EXTRACTED RECORDS below:
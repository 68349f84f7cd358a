use std::path::Path;
use std::time::Duration;
use tracing::{info, warn};

use crate::models::ScoringMode;

// -----------------------------------------------
// MASSIVE API ENDPOINTS
// -----------------------------------------------
pub const MASSIVE_SCREENER_URL: &str = "https://api.massive.com/v3/snapshot/options";

/// Snapshot URL for a single underlying: `{base}/{symbol}`
pub fn massive_snapshot_url(base_url: &str, symbol: &str) -> String {
    format!(
        "{}/{}",
        base_url.trim_end_matches('/'),
        urlencoding::encode(symbol)
    )
}

// -----------------------------------------------
// SNAPSHOT QUERY PARAMETERS
// -----------------------------------------------
pub const SNAPSHOT_ORDER: &str = "asc";
pub const SNAPSHOT_SORT: &str = "ticker";
pub const DEFAULT_PAGE_LIMIT: u32 = 200;
pub const MAX_PAGE_LIMIT: u32 = 250;

// -----------------------------------------------
// HTTP CLIENT CONFIG
// -----------------------------------------------
pub const USER_AGENT: &str = concat!("massive-screener/", env!("CARGO_PKG_VERSION"));
pub const DEFAULT_TIMEOUT_SECS: u64 = 8;
pub const MAX_TIMEOUT_SECS: u64 = 60;

// -----------------------------------------------
// REQUEST DEFAULTS
// -----------------------------------------------
pub const DEFAULT_SYMBOL: &str = "SPY";
pub const DEFAULT_MAX_SIGNALS: i64 = 5;
pub const CHAT_MAX_SIGNALS: i64 = 5;
pub const DEFAULT_MAX_TOKENS: u32 = 512;
pub const DEFAULT_TEMPERATURE: f32 = 0.7;

/// Rough characters-per-token ratio used to cap templated answers
pub const CHARS_PER_TOKEN: usize = 4;

// -----------------------------------------------
// CHAT TRIGGERS
// -----------------------------------------------
pub const SCREENER_TRIGGER_KEYWORDS: &[&str] = &[
    "0dte",
    "0 dte",
    "screener",
    "covered call",
    "options screener",
];

pub const QUESTION_MARKER: &str = "user question:";

// -----------------------------------------------
// HTTP HEADERS
// -----------------------------------------------
pub const HEADER_API_KEY: &str = "x-api-key";

// -----------------------------------------------
// SERVER DEFAULTS
// -----------------------------------------------
pub const DEFAULT_HOST: &str = "127.0.0.1";
pub const DEFAULT_PORT: u16 = 8000;
pub const DEFAULT_SYMBOLS_FILE: &str = "symbols.txt";

/// Process-wide configuration, loaded once at startup and shared read-only.
#[derive(Debug, Clone)]
pub struct AppConfig {
    pub api_key: Option<String>,
    pub screener_url: Option<String>,
    pub timeout: Duration,
    pub page_limit: u32,
    pub backend_api_key: Option<String>,
    pub host: String,
    pub port: u16,
    pub chat_symbol: String,
    pub chat_scoring: ChatScoring,
    pub symbols: Vec<String>,
    pub log_dir: Option<String>,
}

/// Which scoring preset the chat path runs with
#[derive(Debug, Clone, Copy, PartialEq, Eq)]
pub enum ChatScoring {
    Profile,
    Legacy,
}

impl ChatScoring {
    fn parse(raw: &str) -> Self {
        match raw.trim().to_ascii_lowercase().as_str() {
            "legacy" => ChatScoring::Legacy,
            _ => ChatScoring::Profile,
        }
    }

    /// Scoring mode used for chat lookups: calls, balanced profile, or the legacy preset
    pub fn mode(self) -> ScoringMode {
        match self {
            ChatScoring::Profile => ScoringMode::default(),
            ChatScoring::Legacy => ScoringMode::Legacy,
        }
    }
}

impl Default for AppConfig {
    fn default() -> Self {
        Self {
            api_key: None,
            screener_url: Some(MASSIVE_SCREENER_URL.to_string()),
            timeout: Duration::from_secs(DEFAULT_TIMEOUT_SECS),
            page_limit: DEFAULT_PAGE_LIMIT,
            backend_api_key: None,
            host: DEFAULT_HOST.to_string(),
            port: DEFAULT_PORT,
            chat_symbol: DEFAULT_SYMBOL.to_string(),
            chat_scoring: ChatScoring::Profile,
            symbols: Vec::new(),
            log_dir: None,
        }
    }
}

impl AppConfig {
    /// Create new configuration from environment variables
    pub fn from_env() -> Self {
        Self::from_lookup(|name| std::env::var(name).ok())
    }

    /// Build configuration from any variable source
    pub fn from_lookup(lookup: impl Fn(&str) -> Option<String>) -> Self {
        let non_empty = |name: &str| {
            lookup(name)
                .map(|v| v.trim().to_string())
                .filter(|v| !v.is_empty())
        };
        let symbols_file = lookup("SYMBOLS_FILE").unwrap_or_else(|| DEFAULT_SYMBOLS_FILE.to_string());

        Self {
            api_key: non_empty("MASSIVE_API_KEY"),
            screener_url: match lookup("MASSIVE_SCREENER_URL") {
                Some(url) if url.trim().is_empty() => None,
                Some(url) => Some(url.trim().to_string()),
                None => Some(MASSIVE_SCREENER_URL.to_string()),
            },
            timeout: Duration::from_secs(
                parse_or(lookup("MASSIVE_TIMEOUT_SECS"), DEFAULT_TIMEOUT_SECS).clamp(1, MAX_TIMEOUT_SECS),
            ),
            page_limit: parse_or(lookup("MASSIVE_PAGE_LIMIT"), DEFAULT_PAGE_LIMIT).clamp(1, MAX_PAGE_LIMIT),
            backend_api_key: non_empty("BACKEND_API_KEY"),
            host: lookup("SCREENER_HOST").unwrap_or_else(|| DEFAULT_HOST.to_string()),
            port: parse_or(lookup("SCREENER_PORT"), DEFAULT_PORT),
            chat_symbol: non_empty("CHAT_DEFAULT_SYMBOL").unwrap_or_else(|| DEFAULT_SYMBOL.to_string()),
            chat_scoring: lookup("CHAT_SCORING_MODE")
                .map(|raw| ChatScoring::parse(&raw))
                .unwrap_or(ChatScoring::Profile),
            symbols: load_symbols(&symbols_file),
            log_dir: non_empty("LOG_DIR"),
        }
    }

    /// Log what is missing; the server still starts and fails per request.
    pub fn validate(&self) {
        if self.api_key.is_none() {
            warn!("MASSIVE_API_KEY is not set; screener requests will fail");
        }
        if self.screener_url.is_none() {
            warn!("MASSIVE_SCREENER_URL is empty; screener requests will fail");
        }
        if self.backend_api_key.is_none() {
            info!("BACKEND_API_KEY is not set; /api/chat is open");
        }
        info!(
            timeout_secs = self.timeout.as_secs_f64(),
            page_limit = self.page_limit,
            symbols = self.symbols.len(),
            "configuration loaded"
        );
    }

    pub fn bind_addr(&self) -> String {
        format!("{}:{}", self.host, self.port)
    }
}

fn parse_or<T: std::str::FromStr>(raw: Option<String>, default: T) -> T {
    raw.and_then(|v| v.trim().parse::<T>().ok()).unwrap_or(default)
}

/// Read one symbol per line; an unreadable file yields an empty list.
pub fn load_symbols(path: impl AsRef<Path>) -> Vec<String> {
    match std::fs::read_to_string(path.as_ref()) {
        Ok(text) => parse_symbols(&text),
        Err(e) => {
            info!("No symbols file at {}: {}", path.as_ref().display(), e);
            Vec::new()
        }
    }
}

fn parse_symbols(text: &str) -> Vec<String> {
    text.lines()
        .map(str::trim)
        .filter(|line| !line.is_empty())
        .map(str::to_string)
        .collect()
}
End of EXTRACTED RECORDS.
## WHAT YOU NEED TO DO
Restate the records word for word, leaving nothing out.

## ANSWER TO THIS TASK
repository 68349f84f7cd358a
use std::path::Path;
use std::time::Duration;
use tracing::{info, warn};

use crate::models::ScoringMode;

// -----------------------------------------------
// MASSIVE API ENDPOINTS
// -----------------------------------------------
pub const MASSIVE_SCREENER_URL: &str = "https://api.massive.com/v3/snapshot/options";

/// Snapshot URL for a single underlying: `{base}/{symbol}`
pub fn massive_snapshot_url(base_url: &str, symbol: &str) -> String {
    format!(
        "{}/{}",
        base_url.trim_end_matches('/'),
        urlencoding::encode(symbol)
    )
}

// -----------------------------------------------
// SNAPSHOT QUERY PARAMETERS
// -----------------------------------------------
pub const SNAPSHOT_ORDER: &str = "asc";
pub const SNAPSHOT_SORT: &str = "ticker";
pub const DEFAULT_PAGE_LIMIT: u32 = 200;
pub const MAX_PAGE_LIMIT: u32 = 250;

// -----------------------------------------------
// HTTP CLIENT CONFIG
// -----------------------------------------------
pub const USER_AGENT: &str = concat!("massive-screener/", env!("CARGO_PKG_VERSION"));
pub const DEFAULT_TIMEOUT_SECS: u64 = 8;
pub const MAX_TIMEOUT_SECS: u64 = 60;

// -----------------------------------------------
// REQUEST DEFAULTS
// -----------------------------------------------
pub const DEFAULT_SYMBOL: &str = "SPY";
pub const DEFAULT_MAX_SIGNALS: i64 = 5;
pub const CHAT_MAX_SIGNALS: i64 = 5;
pub const DEFAULT_MAX_TOKENS: u32 = 512;
pub const DEFAULT_TEMPERATURE: f32 = 0.7;

/// Rough characters-per-token ratio used to cap templated answers
pub const CHARS_PER_TOKEN: usize = 4;

// -----------------------------------------------
// CHAT TRIGGERS
// -----------------------------------------------
pub const SCREENER_TRIGGER_KEYWORDS: &[&str] = &[
    "0dte",
    "0 dte",
    "screener",
    "covered call",
    "options screener",
];

pub const QUESTION_MARKER: &str = "user question:";

// -----------------------------------------------
// HTTP HEADERS
// -----------------------------------------------
pub const HEADER_API_KEY: &str = "x-api-key";

// -----------------------------------------------
// SERVER DEFAULTS
// -----------------------------------------------
pub const DEFAULT_HOST: &str = "127.0.0.1";
pub const DEFAULT_PORT: u16 = 8000;
pub const DEFAULT_SYMBOLS_FILE: &str = "symbols.txt";

/// Process-wide configuration, loaded once at startup and shared read-only.
#[derive(Debug, Clone)]
pub struct AppConfig {
    pub api_key: Option<String>,
    pub screener_url: Option<String>,
    pub timeout: Duration,
    pub page_limit: u32,
    pub backend_api_key: Option<String>,
    pub host: String,
    pub port: u16,
    pub chat_symbol: String,
    pub chat_scoring: ChatScoring,
    pub symbols: Vec<String>,
    pub log_dir: Option<String>,
}

/// Which scoring preset the chat path runs with
#[derive(Debug, Clone, Copy, PartialEq, Eq)]
pub enum ChatScoring {
    Profile,
    Legacy,
}

impl ChatScoring {
    fn parse(raw: &str) -> Self {
        match raw.trim().to_ascii_lowercase().as_str() {
            "legacy" => ChatScoring::Legacy,
            _ => ChatScoring::Profile,
        }
    }

    /// Scoring mode used for chat lookups: calls, balanced profile, or the legacy preset
    pub fn mode(self) -> ScoringMode {
        match self {
            ChatScoring::Profile => ScoringMode::default(),
            ChatScoring::Legacy => ScoringMode::Legacy,
        }
    }
}

impl Default for AppConfig {
    fn default() -> Self {
        Self {
            api_key: None,
            screener_url: Some(MASSIVE_SCREENER_URL.to_string()),
            timeout: Duration::from_secs(DEFAULT_TIMEOUT_SECS),
            page_limit: DEFAULT_PAGE_LIMIT,
            backend_api_key: None,
            host: DEFAULT_HOST.to_string(),
            port: DEFAULT_PORT,
            chat_symbol: DEFAULT_SYMBOL.to_string(),
            chat_scoring: ChatScoring::Profile,
            symbols: Vec::new(),
            log_dir: None,
        }
    }
}

impl AppConfig {
    /// Create new configuration from environment variables
    pub fn from_env() -> Self {
        Self::from_lookup(|name| std::env::var(name).ok())
    }

    /// Build configuration from any variable source
    pub fn from_lookup(lookup: impl Fn(&str) -> Option<String>) -> Self {
        let non_empty = |name: &str| {
            lookup(name)
                .map(|v| v.trim().to_string())
                .filter(|v| !v.is_empty())
        };
        let symbols_file = lookup("SYMBOLS_FILE").unwrap_or_else(|| DEFAULT_SYMBOLS_FILE.to_string());

        Self {
            api_key: non_empty("MASSIVE_API_KEY"),
            screener_url: match lookup("MASSIVE_SCREENER_URL") {
                Some(url) if url.trim().is_empty() => None,
                Some(url) => Some(url.trim().to_string()),
                None => Some(MASSIVE_SCREENER_URL.to_string()),
            },
            timeout: Duration::from_secs(
                parse_or(lookup("MASSIVE_TIMEOUT_SECS"), DEFAULT_TIMEOUT_SECS).clamp(1, MAX_TIMEOUT_SECS),
            ),
            page_limit: parse_or(lookup("MASSIVE_PAGE_LIMIT"), DEFAULT_PAGE_LIMIT).clamp(1, MAX_PAGE_LIMIT),
            backend_api_key: non_empty("BACKEND_API_KEY"),
            host: lookup("SCREENER_HOST").unwrap_or_else(|| DEFAULT_HOST.to_string()),
            port: parse_or(lookup("SCREENER_PORT"), DEFAULT_PORT),
            chat_symbol: non_empty("CHAT_DEFAULT_SYMBOL").unwrap_or_else(|| DEFAULT_SYMBOL.to_string()),
            chat_scoring: lookup("CHAT_SCORING_MODE")
                .map(|raw| ChatScoring::parse(&raw))
                .unwrap_or(ChatScoring::Profile),
            symbols: load_symbols(&symbols_file),
            log_dir: non_empty("LOG_DIR"),
        }
    }

    /// Log what is missing; the server still starts and fails per request.
    pub fn validate(&self) {
        if self.api_key.is_none() {
            warn!("MASSIVE_API_KEY is not set; screener requests will fail");
        }
        if self.screener_url.is_none() {
            warn!("MASSIVE_SCREENER_URL is empty; screener requests will fail");
        }
        if self.backend_api_key.is_none() {
            info!("BACKEND_API_KEY is not set; /api/chat is open");
        }
        info!(
            timeout_secs = self.timeout.as_secs_f64(),
            page_limit = self.page_limit,
            symbols = self.symbols.len(),
            "configuration loaded"
        );
    }

    pub fn bind_addr(&self) -> String {
        format!("{}:{}", self.host, self.port)
    }
}

fn parse_or<T: std::str::FromStr>(raw: Option<String>, default: T) -> T {
    raw.and_then(|v| v.trim().parse::<T>().ok()).unwrap_or(default)
}

/// Read one symbol per line; an unreadable file yields an empty list.
pub fn load_symbols(path: impl AsRef<Path>) -> Vec<String> {
    match std::fs::read_to_string(path.as_ref()) {
        Ok(text) => parse_symbols(&text),
        Err(e) => {
            info!("No symbols file at {}: {}", path.as_ref().display(), e);
            Vec::new()
        }
    }
}

fn parse_symbols(text: &str) -> Vec<String> {
    text.lines()
        .map(str::trim)
        .filter(|line| !line.is_empty())
        .map(str::to_string)
        .collect()
}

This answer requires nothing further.